McDonalds

Great Tastes of America: The Mississippi Stack

DISCLAIMER: The following blog is written totally independently from McDonald’s CorporationGreat Tastes of America is a registered trademark and I am not associated with the product line in any way. I am not seeking to promote or disparage the American fast food giant in any way, shape or form. All opinions expressed below are personal to me and my Socialist background. I should add that anything written on these blogs should be taken with a pinch of salt – sachets available from McDonald’s counters. 

In the second of a new series, I will be eating and reviewing the Great Tastes of America range of burgers from popular fast food chain, McDonald’s.

I am unhappy about this for a number of reasons – from calories to Capitalism – but it is a good writing mechanism for me to hang my anger at modern society upon. I will be forcing fast food meals down my fat face for the next 12 weeks (one every fortnight) while discussing everything that I find unappetising about the modern world we live in.

***

The Mississippi Stack is made up of two 100% British and Irish beef burgers with bacon, mild cheddar, tomato and onion relish, rich and sticky BBQ sauce, red onion and lettuce in a toasted ciabatta.

Mississipi Stack

I demolished the Mississippi Stack in the car at the side of the road on my way to the pub to watch Newport County v Tranmere Rovers in the League Two Play-off Final. This was a contest between two teams that most Wrexham fans – myself included – have reason to dislike. Both teams have recently won promotion from the National League while Wrexham have proved hapless also-rans who seem destined to a future of non-league football.

With feelings of justified bitterness and a hint of jealousy, I tucked in to my fortnightly taste of America that did little to lift my spirits. It was devoid of the sharp pickle that had made the New York Stack so enjoyable. Instead, there was a minimal layer of  onion relish and a BBQ sauce that proved slightly spicy, but ultimately underwhelming. There was just not enough of the BBQ sauce and the outer edges of the slimline burgers were dry, uninspiring and tasteless.

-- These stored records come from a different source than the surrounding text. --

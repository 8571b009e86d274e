// crates/partition-hub-dispatch/src/table.rs
// ============================================================================
// Module: Dispatch Decision Table
// Description: Ordered key-presence rules that select one operation.
// Purpose: Resolve an untagged argument bag deterministically.
// Dependencies: crate::arguments
// ============================================================================

//! ## Overview
//! A [`DecisionTable`] is an ordered list of [`Rule`]s evaluated against the
//! set of *known* keys present in the bag (non-null values only). The first
//! matching rule wins. Keys no operation declares are ignored entirely, so
//! they never change which rule fires. A table without an [`Predicate::Always`]
//! rule can fail to match, which the dispatcher reports as no matching
//! operation.

// ============================================================================
// SECTION: Imports
// ============================================================================

use std::collections::BTreeSet;

use crate::arguments::Arguments;

// ============================================================================
// SECTION: Predicates
// ============================================================================

/// Condition over the present known keys.
#[derive(Debug, Clone, PartialEq, Eq)]
pub enum Predicate {
    /// No known key is present.
    EmptyBag,
    /// The key is present.
    Has(&'static str),
    /// Exactly these keys are present, and nothing else known.
    Exactly(&'static [&'static str]),
    /// At least one nested predicate holds.
    Any(Vec<Predicate>),
    /// Every nested predicate holds.
    All(Vec<Predicate>),
    /// Always holds.
    Always,
}

impl Predicate {
    /// Evaluates the predicate against the present known keys.
    #[must_use]
    pub fn holds(&self, present: &BTreeSet<&'static str>) -> bool {
        match self {
            Self::EmptyBag => present.is_empty(),
            Self::Has(key) => present.contains(key),
            Self::Exactly(keys) => {
                present.len() == keys.len() && keys.iter().all(|key| present.contains(key))
            }
            Self::Any(predicates) => predicates.iter().any(|predicate| predicate.holds(present)),
            Self::All(predicates) => predicates.iter().all(|predicate| predicate.holds(present)),
            Self::Always => true,
        }
    }
}

// ============================================================================
// SECTION: Rules
// ============================================================================

/// One decision-list entry.
#[derive(Debug, Clone, PartialEq, Eq)]
pub struct Rule {
    /// Short label used in diagnostics and tests.
    pub label: &'static str,
    /// Selection condition.
    pub when: Predicate,
    /// Operation selected when the condition holds.
    pub operation: &'static str,
}

impl Rule {
    /// Creates a rule.
    #[must_use]
    pub const fn new(label: &'static str, when: Predicate, operation: &'static str) -> Self {
        Self {
            label,
            when,
            operation,
        }
    }
}

/// Ordered, first-match decision list.
#[derive(Debug, Clone, PartialEq, Eq)]
pub struct DecisionTable {
    /// Keys declared by any operation of the partition.
    known_keys: BTreeSet<&'static str>,
    /// Rules in precedence order.
    rules: Vec<Rule>,
}

impl DecisionTable {
    /// Builds a table over `known_keys`.
    #[must_use]
    pub fn new(known_keys: impl IntoIterator<Item = &'static str>, rules: Vec<Rule>) -> Self {
        Self {
            known_keys: known_keys.into_iter().collect(),
            rules,
        }
    }

    /// Returns the first rule matching the bag, if any.
    #[must_use]
    pub fn select(&self, arguments: &Arguments<'_>) -> Option<&Rule> {
        let present = arguments.present_known(&self.known_keys);
        self.rules.iter().find(|rule| rule.when.holds(&present))
    }

    /// Returns the rules in precedence order.
    #[must_use]
    pub fn rules(&self) -> &[Rule] {
        &self.rules
    }

    /// Returns the declared keys.
    #[must_use]
    pub const fn known_keys(&self) -> &BTreeSet<&'static str> {
        &self.known_keys
    }
}
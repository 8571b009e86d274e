// crates/partition-hub-client/src/stream.rs
// ============================================================================
// Module: Event Stream Reassembly
// Description: Pull-based SSE frame decoder and delta text assembler.
// Purpose: Rebuild one logical text from an incrementally delivered response.
// Dependencies: serde_json
// ============================================================================

//! ## Overview
//! [`FrameDecoder`] accepts arbitrary byte chunks and yields complete frames;
//! bytes after the last newline are held until the next push. Only `data:`
//! lines produce frames. [`StreamAssembler`] appends delta text in arrival
//! order until a stop marker, after which the text is final.
//!
//! Frame format:
//! - `data: {"event":{"contentBlockDelta":{"delta":{"text":"..."}}}}` is a delta.
//! - `data: {"event":{"messageStop":{...}}}` or `data: [DONE]` ends the message.
//! - Any other JSON frame is ignored; unparseable frames are skipped.
//!
//! Output is independent of how the input bytes were chunked.

// ============================================================================
// SECTION: Imports
// ============================================================================

use serde_json::Value;

// ============================================================================
// SECTION: Constants
// ============================================================================

/// JSON pointer to a frame's delta text.
pub const DELTA_TEXT_POINTER: &str = "/event/contentBlockDelta/delta/text";
/// JSON pointer to a frame's stop marker.
pub const MESSAGE_STOP_POINTER: &str = "/event/messageStop";
/// Plain-text stop sentinel.
pub const DONE_SENTINEL: &str = "[DONE]";
/// SSE data field prefix.
const DATA_PREFIX: &str = "data:";

// ============================================================================
// SECTION: Frames
// ============================================================================

/// One decoded stream frame.
#[derive(Debug, Clone, PartialEq, Eq)]
pub enum StreamFrame {
    /// Partial text to append.
    Delta(String),
    /// End-of-message marker.
    MessageStop,
    /// Well-formed frame with no text (metadata, start markers).
    Other,
    /// Frame that could not be decoded, with the reason.
    Malformed(String),
}

// ============================================================================
// SECTION: Decoder
// ============================================================================

/// Incremental line decoder for `text/event-stream` bodies.
///
/// # Invariants
/// - `pending` never exceeds `max_line_bytes`.
/// - Each oversized line yields exactly one [`StreamFrame::Malformed`].
#[derive(Debug)]
pub struct FrameDecoder {
    /// Bytes of the current incomplete line.
    pending: Vec<u8>,
    /// Maximum accepted line length.
    max_line_bytes: usize,
    /// True while skipping the remainder of an oversized line.
    discarding: bool,
}

impl FrameDecoder {
    /// Creates a decoder that rejects lines longer than `max_line_bytes`.
    #[must_use]
    pub const fn new(max_line_bytes: usize) -> Self {
        Self {
            pending: Vec::new(),
            max_line_bytes,
            discarding: false,
        }
    }

    /// Feeds a chunk and returns every frame completed by it.
    pub fn push(&mut self, chunk: &[u8]) -> Vec<StreamFrame> {
        let mut frames = Vec::new();
        let mut rest = chunk;
        while let Some(position) = rest.iter().position(|byte| *byte == b'\n') {
            let (head, tail) = rest.split_at(position);
            rest = tail.get(1 ..).unwrap_or_default();
            if self.discarding {
                self.discarding = false;
                self.pending.clear();
                continue;
            }
            if self.pending.len() + head.len() > self.max_line_bytes {
                self.pending.clear();
                frames.push(oversized_line());
                continue;
            }
            self.pending.extend_from_slice(head);
            let line = std::mem::take(&mut self.pending);
            if let Some(frame) = decode_line(&line) {
                frames.push(frame);
            }
        }
        if !self.discarding {
            if self.pending.len() + rest.len() > self.max_line_bytes {
                self.pending.clear();
                self.discarding = true;
                frames.push(oversized_line());
            } else {
                self.pending.extend_from_slice(rest);
            }
        }
        frames
    }

    /// Flushes a trailing line that was not newline-terminated.
    pub fn finish(&mut self) -> Vec<StreamFrame> {
        if self.discarding {
            self.discarding = false;
            self.pending.clear();
            return Vec::new();
        }
        let line = std::mem::take(&mut self.pending);
        decode_line(&line).into_iter().collect()
    }
}

/// Frame reported for a line over the size limit.
fn oversized_line() -> StreamFrame {
    StreamFrame::Malformed("stream line exceeds size limit".to_string())
}

/// Decodes one complete line (without its newline).
fn decode_line(line: &[u8]) -> Option<StreamFrame> {
    let line = line.strip_suffix(b"\r").unwrap_or(line);
    if line.is_empty() {
        return None;
    }
    let Ok(text) = std::str::from_utf8(line) else {
        return Some(StreamFrame::Malformed("stream line is not utf-8".to_string()));
    };
    let payload = text.strip_prefix(DATA_PREFIX)?.trim();
    if payload.is_empty() {
        return None;
    }
    if payload == DONE_SENTINEL {
        return Some(StreamFrame::MessageStop);
    }
    match serde_json::from_str::<Value>(payload) {
        Ok(value) => Some(classify_frame(&value)),
        Err(err) => Some(StreamFrame::Malformed(format!("invalid frame json: {err}"))),
    }
}

/// Classifies a parsed `data:` payload.
fn classify_frame(value: &Value) -> StreamFrame {
    match value.pointer(DELTA_TEXT_POINTER) {
        Some(Value::String(text)) => StreamFrame::Delta(text.clone()),
        Some(_) => StreamFrame::Malformed("delta text is not a string".to_string()),
        None if value.pointer(MESSAGE_STOP_POINTER).is_some() => StreamFrame::MessageStop,
        None => StreamFrame::Other,
    }
}

// ============================================================================
// SECTION: Assembler
// ============================================================================

/// Final state of a reassembled stream.
#[derive(Debug, Clone, PartialEq, Eq, Default)]
pub struct StreamOutcome {
    /// Concatenated delta text.
    pub text: String,
    /// True when a stop marker was seen.
    pub complete: bool,
    /// Number of malformed frames skipped.
    pub skipped_frames: usize,
}

/// Accumulates delta frames into one text buffer.
#[derive(Debug, Default)]
pub struct StreamAssembler {
    /// Accumulated state.
    outcome: StreamOutcome,
}

impl StreamAssembler {
    /// Creates an empty assembler.
    #[must_use]
    pub fn new() -> Self {
        Self::default()
    }

    /// Applies one frame. Returns the skip reason for malformed frames.
    pub fn apply(&mut self, frame: StreamFrame) -> Option<String> {
        match frame {
            StreamFrame::Delta(text) if !self.outcome.complete => {
                self.outcome.text.push_str(&text);
                None
            }
            StreamFrame::MessageStop => {
                self.outcome.complete = true;
                None
            }
            StreamFrame::Malformed(reason) => {
                self.outcome.skipped_frames += 1;
                Some(reason)
            }
            StreamFrame::Delta(_) | StreamFrame::Other => None,
        }
    }

    /// Returns true once a stop marker has been applied.
    #[must_use]
    pub const fn is_complete(&self) -> bool {
        self.outcome.complete
    }

    /// Returns the text accumulated so far.
    #[must_use]
    pub fn text(&self) -> &str {
        &self.outcome.text
    }

    /// Consumes the assembler.
    #[must_use]
    pub fn finish(self) -> StreamOutcome {
        self.outcome
    }
}

/// Decodes and assembles a whole stream delivered as `chunks`.
#[must_use]
pub fn reassemble<'a>(
    chunks: impl IntoIterator<Item = &'a [u8]>,
    max_line_bytes: usize,
) -> StreamOutcome {
    let mut decoder = FrameDecoder::new(max_line_bytes);
    let mut assembler = StreamAssembler::new();
    for chunk in chunks {
        for frame in decoder.push(chunk) {
            assembler.apply(frame);
        }
    }
    for frame in decoder.finish() {
        assembler.apply(frame);
    }
    assembler.finish()
}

If I had been in a better mood before indulging in this burger, my review may have been more positive but I was gripped  with envy – something that was not helped by former Wrexham forward, Connor Jennings, scoring the winning goal for Tranmere Rovers deep into extra-time. If only he had stayed loyal to the Red Dragons and not been tempted to our Scouse rivals by the smell of filthy lucre.

The hunger pains are still biting as I type whilst generally irritated and dismayed at all around me. Satisfaction will never be found in the selfish modern world that we are stuck in…

***

This long bank holiday weekend is one to forget. The results of the EU Elections have been pouring in and suggest worrying times ahead with the rise of right-wing ignorance across the continent.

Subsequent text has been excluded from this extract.